Four key recommendations

In his address to the conference, António Guterres outlined four key recommendations, calling on all stakeholders’ willingness to take action. The Climate Change and Biodiversity Conferences of the Parties (COP) in November and December will give an indication of whether his message has been heard.

  • Invest in sustainable ocean economies
    Sustainable Development Goal (SDG) 14 – Life Below Water – has received the least funding of all the SDGs. Stakeholders must invest in sustainable ocean economies for food, renewable energy and livelihoods through long-term funding. Sustainable ocean management could help produce six times more food and generate 40 times more renewable energy than is currently the case.
  • Replicate ocean success
    The ocean can become a model for how we manage the global commons for the greater good.
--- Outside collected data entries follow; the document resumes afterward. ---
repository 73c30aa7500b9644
use anyhow::Context as _;

pub fn init(verbose: bool) -> anyhow::Result<()> {
    let default_directive = if verbose { "debug" } else { "info" };
    let filter = tracing_subscriber::EnvFilter::try_from_default_env()
        .or_else(|_| tracing_subscriber::EnvFilter::try_new(default_directive))
        .context("build log filter")?;

    tracing_subscriber::fmt()
        .with_env_filter(filter)
        .with_target(false)
        .with_writer(std::io::stderr)
        .try_init()
        .map_err(|err| anyhow::anyhow!("initialize tracing subscriber: {err}"))?;

    Ok(())
}
use std::fmt;

use chrono::NaiveDate;
use serde::{Deserialize, Serialize};

/// Release date written when the movie page carries no usable date.
pub const UNKNOWN_RELEASE_DATE: &str = "FIXME";

pub const UNKNOWN_DURATION: &str = "unknown";

/// Display format used for every date in the output table.
pub const DATE_FORMAT: &str = "%d/%m/%Y";

pub const GENRE_SEPARATOR: &str = ",";

#[derive(Debug, Clone, PartialEq, Eq, Serialize, Deserialize)]
pub struct MovieRecord {
    pub name: String,
    pub release_date: String,
    pub genres: Vec<String>,
    pub duration: String,
    pub url: String,
}

impl MovieRecord {
    pub fn genres_joined(&self) -> String {
        self.genres.join(GENRE_SEPARATOR)
    }
}

impl fmt::Display for MovieRecord {
    fn fmt(&self, f: &mut fmt::Formatter<'_>) -> fmt::Result {
        write!(
            f,
            "\"{}\", {}, ({}) {}",
            self.name,
            self.release_date,
            self.genres_joined(),
            self.url
        )
    }
}

/// One output line: a movie and the agenda week whose page linked to it.
#[derive(Debug, Clone, PartialEq, Eq)]
pub struct AgendaRow {
    pub week_start: NaiveDate,
    pub record: MovieRecord,
}

impl AgendaRow {
    pub fn cells(&self) -> [String; 5] {
        [
            self.week_start.format(DATE_FORMAT).to_string(),
            self.record.name.clone(),
            self.record.genres_joined(),
            self.record.release_date.clone(),
            self.record.url.clone(),
        ]
    }
}
use std::io::Write;

use anyhow::Context as _;

use crate::agenda::RowSink;
use crate::formats::AgendaRow;

pub const HEADER: [&str; 5] = [
    "semaine de sortie",
    "nom",
    "genre",
    "date initiale sortie",
    "url",
];

/// CSV output of an agenda run. The header is written on creation.
pub struct AgendaTable<W: Write> {
    out: csv::Writer<W>,
}

impl<W: Write> AgendaTable<W> {
    pub fn create(out: W) -> csv::Result<Self> {
        let mut out = csv::WriterBuilder::new()
            .terminator(csv::Terminator::Any(b'\n'))
            .from_writer(out);
        out.write_record(HEADER)?;
        Ok(Self { out })
    }

    pub fn into_inner(self) -> anyhow::Result<W> {
        self.out
            .into_inner()
            .map_err(|err| err.into_error())
            .context("flush csv writer")
    }
}

impl<W: Write> RowSink for AgendaTable<W> {
    fn push(&mut self, row: AgendaRow) -> anyhow::Result<()> {
        self.out.write_record(row.cells())?;
        Ok(())
    }

    fn end_week(&mut self) -> anyhow::Result<()> {
        self.out.flush()?;
        Ok(())
    }
}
This means preventing marine pollution and scaling-up conservation measures.
  • Address climate change
    Addressing climate change and investing in climate-resilient coastal infrastructure will help protect the ocean and the people who depend on it. The shipping sector should commit to net zero emissions by 2050.
  • More science and innovation
    Science and innovation can drive a new chapter of global ocean action, with the ambition to map 80% of the ocean floor by 2030. The private sector is encouraged to join partnerships that support ocean research and sustainable management.